There is no one church "Christianity".
Some sects of Christianity are undoubtedly cults:
On the other hand, there are many very sensible Christian Churches that are not narrow-minded and
dogmatic. The Unitarians come to mind. I've also met very sensible Baptists, too.
Just a few nights ago, I was listening to Jane Fonda talking about getting a
religious education from Jimmy Carter and Andrew Young.
Those guys are not simple-minded moronic cult members.
Booze and AA: How come every (?) judge in the US will let off a first offender off if he/she hits 20 AA meetings? Are all judges stupid, or does the program work if you work it?
It's a lot of things. Many judges are misinformed. Others are lazy, and take the cheap and
easy solution that A.A. offers. Others are actually secretly members, trying to grow their
favorite religion.
But your statement that "every judge" will sentence people to
A.A. is obviously a false over-generalization.
It is in fact now illegal to force people into the A.A. religion.
The Hunger Project was not founded by Werner, only by a few est graduates. Who decided to take responsibility for their world. Werner blessed it later. Much the opposite of abdicating responsibility. It was NEVER intended to be about dropping of a can of soup at Safeway(tm) so as to feel good, it was and is about conscientiousness-raising. "Everybody" knew in 1977 that the world can't feed itself, so toss 'em out of the lifeboat. In 2011, "everybody" knows the world can feed itself, maybe probably. We- I joined in 1979, they reached me in Iran- set a goal in 1977 of world IMR* of 50 by 1997, (changed to year 2000 to be compatible with other organizations around 1979). World IMR, as of 2009 is 63, down from 133 or so in 1977. As world population grew from 4 billion to 6.5 billion. The least-reported miracle since Jesus made the wine. (So we're 13 short and 9 years late, sue me.)
Ah, so now you reveal your agenda!
Do you have some secret information not known to the general world?

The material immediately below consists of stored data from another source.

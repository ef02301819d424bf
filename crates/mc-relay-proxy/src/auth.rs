//! Identities, account credentials, and the session service client.

use std::fmt;

use async_trait::async_trait;
use serde::{Deserialize, Serialize};
use thiserror::Error;
use tracing::debug;
use uuid::Uuid;

use mc_relay_crypto::offline_uuid;

const HAS_JOINED_URL: &str = "https://sessionserver.mojang.com/session/minecraft/hasJoined";
const JOIN_URL: &str = "https://sessionserver.mojang.com/session/minecraft/join";
const AUTHENTICATE_URL: &str = "https://authserver.mojang.com/authenticate";

#[derive(Debug, Error)]
pub enum AuthError {
    #[error("session service request failed: {0}")]
    Http(String),

    #[error("rejected by the session service: {0}")]
    Rejected(String),

    #[error("invalid profile: {0}")]
    InvalidProfile(String),
}

impl From<reqwest::Error> for AuthError {
    fn from(e: reqwest::Error) -> Self {
        AuthError::Http(e.to_string())
    }
}

/// Who a connection is. Bound once at login.
#[derive(Debug, Clone, PartialEq, Eq, Hash)]
pub struct Identity {
    pub unique_id: Uuid,
    pub display_name: String,
    pub offline: bool,
}

impl Identity {
    pub fn offline(name: &str) -> Self {
        Self {
            unique_id: offline_uuid(name),
            display_name: name.to_string(),
            offline: true,
        }
    }
}

impl fmt::Display for Identity {
    fn fmt(&self, f: &mut fmt::Formatter<'_>) -> fmt::Result {
        write!(f, "{}#{}", self.display_name, self.unique_id)
    }
}

#[derive(Debug, Clone, Serialize, Deserialize, PartialEq)]
pub struct ProfileProperty {
    pub name: String,
    pub value: String,
    #[serde(default, skip_serializing_if = "Option::is_none")]
    pub signature: Option<String>,
}

/// A profile as returned by the session service.
#[derive(Debug, Clone, Serialize, Deserialize, PartialEq)]
pub struct GameProfile {
    /// UUID without dashes.
    pub id: String,
    pub name: String,
    #[serde(default)]
    pub properties: Vec<ProfileProperty>,
}

impl GameProfile {
    pub fn uuid(&self) -> Result<Uuid, AuthError> {
        Uuid::parse_str(&self.id).map_err(|e| AuthError::InvalidProfile(e.to_string()))
    }

    pub fn into_identity(self) -> Result<Identity, AuthError> {
        Ok(Identity {
            unique_id: self.uuid()?,
            display_name: self.name,
            offline: false,
        })
    }
}

/// How a backend session logs in.
#[derive(Clone, PartialEq, Eq)]
pub enum Credentials {
    Offline { username: String },
    Online { email: String, password: String },
}

impl Credentials {
    /// `email:password` is an online account, anything else an offline name.
    pub fn parse(text: &str) -> Self {
        match text.split_once(':') {
            Some((email, password)) => Credentials::Online {
                email: email.to_string(),
                password: password.to_string(),
            },
            None => Credentials::Offline {
                username: text.to_string(),
            },
        }
    }

    /// Stable label used to address a backend session.
    pub fn account(&self) -> &str {
        match self {
            Credentials::Offline { username } => username,
            Credentials::Online { email, .. } => email,
        }
    }

    pub fn is_offline(&self) -> bool {
        matches!(self, Credentials::Offline { .. })
    }

    /// Resolve these credentials into a session. Offline credentials never
    /// touch the network.
    pub async fn login(&self, service: &dyn SessionService) -> Result<AuthSession, AuthError> {
        match self {
            Credentials::Offline { username } => Ok(AuthSession {
                identity: Identity::offline(username),
                access_token: None,
            }),
            Credentials::Online { email, password } => service.authenticate(email, password).await,
        }
    }
}

impl fmt::Debug for Credentials {
    fn fmt(&self, f: &mut fmt::Formatter<'_>) -> fmt::Result {
        match self {
            Credentials::Offline { username } => write!(f, "Offline({username})"),
            Credentials::Online { email, .. } => write!(f, "Online({email})"),
        }
    }
}

/// Result of logging an account in.
#[derive(Debug, Clone)]
pub struct AuthSession {
    pub identity: Identity,
    pub access_token: Option<String>,
}

/// Remote identity and session endpoints.
#[async_trait]
pub trait SessionService: Send + Sync {
    /// Check that `username` joined with `server_hash`. `None` means the
    /// client never authenticated.
    async fn has_joined(
        &self,
        username: &str,
        server_hash: &str,
    ) -> Result<Option<GameProfile>, AuthError>;

    /// Announce a join before answering a backend's encryption request.
    async fn join(
        &self,
        access_token: &str,
        profile: &Uuid,
        server_hash: &str,
    ) -> Result<(), AuthError>;

    /// Exchange account credentials for an access token and profile.
    async fn authenticate(&self, email: &str, password: &str) -> Result<AuthSession, AuthError>;
}

/// [`SessionService`] backed by the Mojang HTTP endpoints.
pub struct MojangSessionService {
    client: reqwest::Client,
}

impl MojangSessionService {
    pub fn new() -> Result<Self, AuthError> {
        let client = reqwest::Client::builder()
            .timeout(std::time::Duration::from_secs(10))
            .build()?;
        Ok(Self { client })
    }
}

#[derive(Serialize)]
#[serde(rename_all = "camelCase")]
struct JoinRequest<'a> {
    access_token: &'a str,
    selected_profile: String,
    server_id: &'a str,
}

#[derive(Serialize)]
struct Agent {
    name: &'static str,
    version: u32,
}

#[derive(Serialize)]
struct AuthenticateRequest<'a> {
    agent: Agent,
    username: &'a str,
    password: &'a str,
}

#[derive(Deserialize)]
#[serde(rename_all = "camelCase")]
struct AuthenticateResponse {
    access_token: String,
    selected_profile: Option<GameProfile>,
}

#[async_trait]
impl SessionService for MojangSessionService {
    async fn has_joined(
        &self,
        username: &str,
        server_hash: &str,
    ) -> Result<Option<GameProfile>, AuthError> {
        let response = self
            .client
            .get(HAS_JOINED_URL)
            .query(&[("username", username), ("serverId", server_hash)])
            .send()
            .await?;
        debug!("hasJoined for {username}: {}", response.status());
        if response.status() == reqwest::StatusCode::NO_CONTENT {
            return Ok(None);
        }
        let response = response.error_for_status()?;
        Ok(Some(response.json::<GameProfile>().await?))
    }

    async fn join(
        &self,
        access_token: &str,
        profile: &Uuid,
        server_hash: &str,
    ) -> Result<(), AuthError> {
        let body = JoinRequest {
            access_token,
            selected_profile: profile.simple().to_string(),
            server_id: server_hash,
        };
        let response = self.client.post(JOIN_URL).json(&body).send().await?;
        if !response.status().is_success() {
            let status = response.status();
            let text = response.text().await.unwrap_or_default();
            return Err(AuthError::Rejected(format!("{status}: {text}")));
        }
        Ok(())
    }

    async fn authenticate(&self, email: &str, password: &str) -> Result<AuthSession, AuthError> {
        let body = AuthenticateRequest {
            agent: Agent {
                name: "Minecraft",
                version: 1,
            },
            username: email,
            password,
        };
        let response = self.client.post(AUTHENTICATE_URL).json(&body).send().await?;
        if !response.status().is_success() {
            let status = response.status();
            let text = response.text().await.unwrap_or_default();
            return Err(AuthError::Rejected(format!("{status}: {text}")));
        }
        let auth: AuthenticateResponse = response.json().await?;
        let profile = auth
            .selected_profile
            .ok_or_else(|| AuthError::InvalidProfile(format!("{email} owns no profile")))?;
        Ok(AuthSession {
            identity: profile.into_identity()?,
            access_token: Some(auth.access_token),
        })
    }
}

I've read a couple of detailed, well-researched books about "Werner Erhard" (really, Jack Rosenberg),
and none reported your story about how Werner merely "blessed" the Hunger Project.
What they said is that he stole $65 million out of the mouths of babies, and used
the Hunger Project to steer more people into his cult, and suck more money out of them
by requiring them to all get his "training".
So show me your documentation. What are your sources of information?
What you call "consciousness-raising" is an excuse for giving nothing to the hungry people.
The Hunger Project "raised consciousness" by keeping all of the money and spending a lot on
publicity, and doing nothing to actually feed the hungry.
So they set a goal of lowering the Infant Mortality Ratio? And just how did they plan to
do that? Publicity? Aiming TV cameras at sick and starving babies, and exhorting people to
give more money to Werner Erhard, which will be used for more publicity?
Please tell me precisely and exactly what you did to allegedly lower the infant death rate, and
where and when. And how much money did you spend doing it?
You have presented some numbers where you claim that the infant death rate has declined, but
you have not presented any evidence that it has anything to do with your activities.
That sounds so much like American arrogance where Americans go to foreign countries
and tell the local people what to do, and if some things do get better,
the Americans assume that they are the cause of the improvement.
As if the Iranians were incapable of improving their
own medical care and hygiene after they threw out the Shah and got control of the oil money.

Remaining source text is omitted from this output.